There she was, eager to paint and express herself, but with no one at her new home who understood her artistic passion. Her husband, a journalist, was busy with his work; her in-laws didn’t care much either. Social expectations and restrictions were thrown at her—she was told what to do, what not to, what to wear and what not to. She says she was suffocated.
“I saw my colour palettes being replaced with sewing needles and thread. I expressed myself through my painting. It was my refuge. So, when I was deprived of painting, I felt lost and I didn’t know whom to ask for help,” she says.
By the time her husband Subrat Acharya realised her agony, it was too late. She had already slipped deep into depression, because of her restricted expressive freedom. The situation became worse when she was diagnosed with a health condition resulting in excessive fluid in the lungs.
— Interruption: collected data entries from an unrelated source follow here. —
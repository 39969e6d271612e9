// libs/lead-cell/src/handlers.rs
use std::sync::Arc;

use axum::{
    extract::{Path, Query, State, Extension},
    http::StatusCode,
    Json,
};
use axum_extra::TypedHeader;
use headers::{Authorization, authorization::Bearer};
use serde_json::{json, Value};
use uuid::Uuid;

use shared_config::AppConfig;
use shared_models::auth::User;
use shared_models::error::AppError;
use shared_utils::extractor::{require_clinic, require_user_id};

use crate::models::{
    CreateLeadRequest, LeadError, LeadScoringInput, LeadSearchQuery, UpdateLeadRequest,
};
use crate::services::lead::LeadService;
use crate::services::scoring::score_breakdown;

fn to_app_error(error: LeadError) -> AppError {
    match error {
        LeadError::NotFound => AppError::NotFound("Lead not found".to_string()),
        LeadError::ValidationError(msg) => AppError::ValidationError(msg),
        LeadError::DatabaseError(msg) => AppError::Database(msg),
    }
}

#[axum::debug_handler]
pub async fn create_lead(
    State(config): State<Arc<AppConfig>>,
    TypedHeader(auth): TypedHeader<Authorization<Bearer>>,
    Extension(user): Extension<User>,
    Json(request): Json<CreateLeadRequest>,
) -> Result<(StatusCode, Json<Value>), AppError> {
    let clinic_id = require_clinic(&user)?;
    let created_by = require_user_id(&user)?;
    let service = LeadService::new(&config, auth.token());

    let lead = service.create_lead(clinic_id, created_by, request)
        .await
        .map_err(to_app_error)?;

    Ok((StatusCode::CREATED, Json(json!(lead))))
}

#[axum::debug_handler]
pub async fn list_leads(
    State(config): State<Arc<AppConfig>>,
    TypedHeader(auth): TypedHeader<Authorization<Bearer>>,
    Extension(user): Extension<User>,
    Query(query): Query<LeadSearchQuery>,
) -> Result<Json<Value>, AppError> {
    let clinic_id = require_clinic(&user)?;
    let service = LeadService::new(&config, auth.token());

    let leads = service.list_leads(clinic_id, query)
        .await
        .map_err(to_app_error)?;

    Ok(Json(json!({
        "leads": leads,
        "total": leads.len()
    })))
}

#[axum::debug_handler]
pub async fn get_lead(
    State(config): State<Arc<AppConfig>>,
    TypedHeader(auth): TypedHeader<Authorization<Bearer>>,
    Extension(user): Extension<User>,
    Path(lead_id): Path<Uuid>,
) -> Result<Json<Value>, AppError> {
    let clinic_id = require_clinic(&user)?;
    let service = LeadService::new(&config, auth.token());

    let lead = service.get_lead(clinic_id, lead_id)
        .await
        .map_err(to_app_error)?;

    Ok(Json(json!(lead)))
}

#[axum::debug_handler]
pub async fn update_lead(
    State(config): State<Arc<AppConfig>>,
    TypedHeader(auth): TypedHeader<Authorization<Bearer>>,
    Extension(user): Extension<User>,
    Path(lead_id): Path<Uuid>,
    Json(request): Json<UpdateLeadRequest>,
) -> Result<Json<Value>, AppError> {
    let clinic_id = require_clinic(&user)?;
    let service = LeadService::new(&config, auth.token());

    let lead = service.update_lead(clinic_id, lead_id, request)
        .await
        .map_err(to_app_error)?;

    Ok(Json(json!(lead)))
}

#[axum::debug_handler]
pub async fn delete_lead(
    State(config): State<Arc<AppConfig>>,
    TypedHeader(auth): TypedHeader<Authorization<Bearer>>,
    Extension(user): Extension<User>,
    Path(lead_id): Path<Uuid>,
) -> Result<Json<Value>, AppError> {
    let clinic_id = require_clinic(&user)?;
    let service = LeadService::new(&config, auth.token());

    service.delete_lead(clinic_id, lead_id)
        .await
        .map_err(to_app_error)?;

    Ok(Json(json!({
        "success": true,
        "message": "Lead deleted successfully"
    })))
}

/// Scores an attribute snapshot without persisting anything.
pub async fn preview_score(
    Json(input): Json<LeadScoringInput>,
) -> Json<Value> {
    Json(json!(score_breakdown(&input)))
}
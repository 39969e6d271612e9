use std::env;
use tracing::warn;

const DEFAULT_PORT: u16 = 3000;

#[derive(Debug, Clone)]
pub struct AppConfig {
    pub supabase_url: String,
    pub supabase_anon_key: String,
    pub supabase_jwt_secret: String,
    pub port: u16,
}

impl AppConfig {
    pub fn from_env() -> Self {
        let config = Self {
            supabase_url: env::var("SUPABASE_URL")
                .unwrap_or_else(|_| {
                    warn!("SUPABASE_URL not set, using empty value");
                    String::new()
                }),
            supabase_anon_key: env::var("SUPABASE_ANON_PUBLIC_KEY")
                .unwrap_or_else(|_| {
                    warn!("SUPABASE_ANON_PUBLIC_KEY not set, using empty value");
                    String::new()
                }),
            supabase_jwt_secret: env::var("SUPABASE_JWT_SECRET")
                .unwrap_or_else(|_| {
                    warn!("SUPABASE_JWT_SECRET not set, using empty value");
                    String::new()
                }),
            port: parse_port(env::var("PORT").ok()),
        };

        if !config.is_configured() {
            warn!("Application not fully configured - missing environment variables");
        }

        config
    }

    pub fn is_configured(&self) -> bool {
        !self.supabase_url.is_empty()
            && !self.supabase_anon_key.is_empty()
            && !self.supabase_jwt_secret.is_empty()
    }
}

fn parse_port(raw: Option<String>) -> u16 {
    match raw {
        Some(value) => value.trim().parse().unwrap_or_else(|_| {
            warn!("PORT '{}' is not a valid port, using {}", value, DEFAULT_PORT);
            DEFAULT_PORT
        }),
        None => DEFAULT_PORT,
    }
}
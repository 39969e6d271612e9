pub mod lead;
pub mod repository;
pub mod scoring;

pub use lead::LeadService;
pub use repository::{InMemoryLeadRepository, LeadRepository, SupabaseLeadRepository};
pub use scoring::{compute_lead_score, score_breakdown, ScoreBreakdown, ScoringRule};
use async_trait::async_trait;
use chrono::{DateTime, Utc};
use reqwest::{Method, StatusCode};
use serde_json::{json, Value};
use tokio::sync::RwLock;
use tracing::{debug, warn};
use uuid::Uuid;

use shared_config::AppConfig;
use shared_database::supabase::{SupabaseClient, SupabaseError};

use crate::models::{Appointment, AppointmentError, AppointmentSearchQuery, AppointmentStatus};
use crate::services::conflict::{ensure_slot_available, intervals_overlap, occupied_until, proposed_window};

const EXCLUSION_VIOLATION: &str = "23P01";

/// Persistence seam for appointments. The `*_if_free` operations check the
/// slot and write in one atomic step; a plain `update` never checks.
#[async_trait]
pub trait AppointmentRepository: Send + Sync {
    async fn get(&self, clinic_id: Uuid, appointment_id: Uuid) -> Result<Option<Appointment>, AppointmentError>;

    /// Appointments of one clinic ordered by start time.
    async fn list(&self, clinic_id: Uuid, query: &AppointmentSearchQuery) -> Result<Vec<Appointment>, AppointmentError>;

    /// Active appointments of one clinic whose window intersects `[start, end)`.
    async fn active_in_window(
        &self,
        clinic_id: Uuid,
        start: DateTime<Utc>,
        end: DateTime<Utc>,
        exclude_id: Option<Uuid>,
    ) -> Result<Vec<Appointment>, AppointmentError>;

    /// Insert unless an active booking of the same clinic overlaps.
    async fn reserve_if_free(&self, appointment: &Appointment) -> Result<Appointment, AppointmentError>;

    /// Replace a stored appointment unless its new window overlaps another
    /// active booking of the same clinic.
    async fn reschedule_if_free(&self, appointment: &Appointment) -> Result<Appointment, AppointmentError>;

    async fn update(&self, appointment: &Appointment) -> Result<Appointment, AppointmentError>;

    /// Returns `false` when nothing matched.
    async fn delete(&self, clinic_id: Uuid, appointment_id: Uuid) -> Result<bool, AppointmentError>;
}

// ==============================================================================
// SUPABASE (POSTGREST) REPOSITORY
// ==============================================================================

pub struct SupabaseAppointmentRepository {
    supabase: Arc<SupabaseClient>,
    auth_token: String,
}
“Initially, I was doing commission-based work like creating logos and greeting cards. It was only when a fellow artist, Kapil Mani Dixit, who discovered my works and encouraged me, did I think of pursuing digital art as a career”, says Sharma. As a result, in 2009, she went on to showcase some of her digital paintings at an art exhibition organised by Dixit. Since then there has been no turning back for Sharma, who currently is the curator at Abhimanch Gallery of Shilpee Theatre.
A week ago, Sharma concluded her four-day exhibition ‘DreamWalk 2033’, at Nepal Art Council, which was a collection of her digital and handmade paintings. Although this was not the first time she exhibited her work, she says she was nervous the whole time, as it had a special place in her heart.
“The paintings were too personal. I created them when I was battling emotional extremes. Some paintings echo my raw emotions or psychological distress, while others are subtle reminders of hope,” says Sharma.
And the motifs she uses are truly transparent. For instance, in one of her pieces, titled ‘Family Tree’, she shows sperm racing towards an egg. Her intention of using these motifs was to convey the message that even before a person is born, they are already winners as they have succeeded in winning the race. That’s why one shouldn’t lose hope, she says.
“Even though there are ups and downs in my life, I always try to emerge as a winner. The hope that everything will be alright motivates me,” she says.
Her use of colour, the themes she works with and the use of lines in her paintings, all share a narrative of healing and happiness. “I prefer emulating light colours from dark colours in my artworks, a way of showing that a bright life will appear from the dark phase,” says Sharma.
She says art was, is and will always be her biggest healer. “Whenever I am stressed, I go to my studio, play with colours and draw on my canvas. Making art is my biggest stress reliever and it heals me,” says Sharma.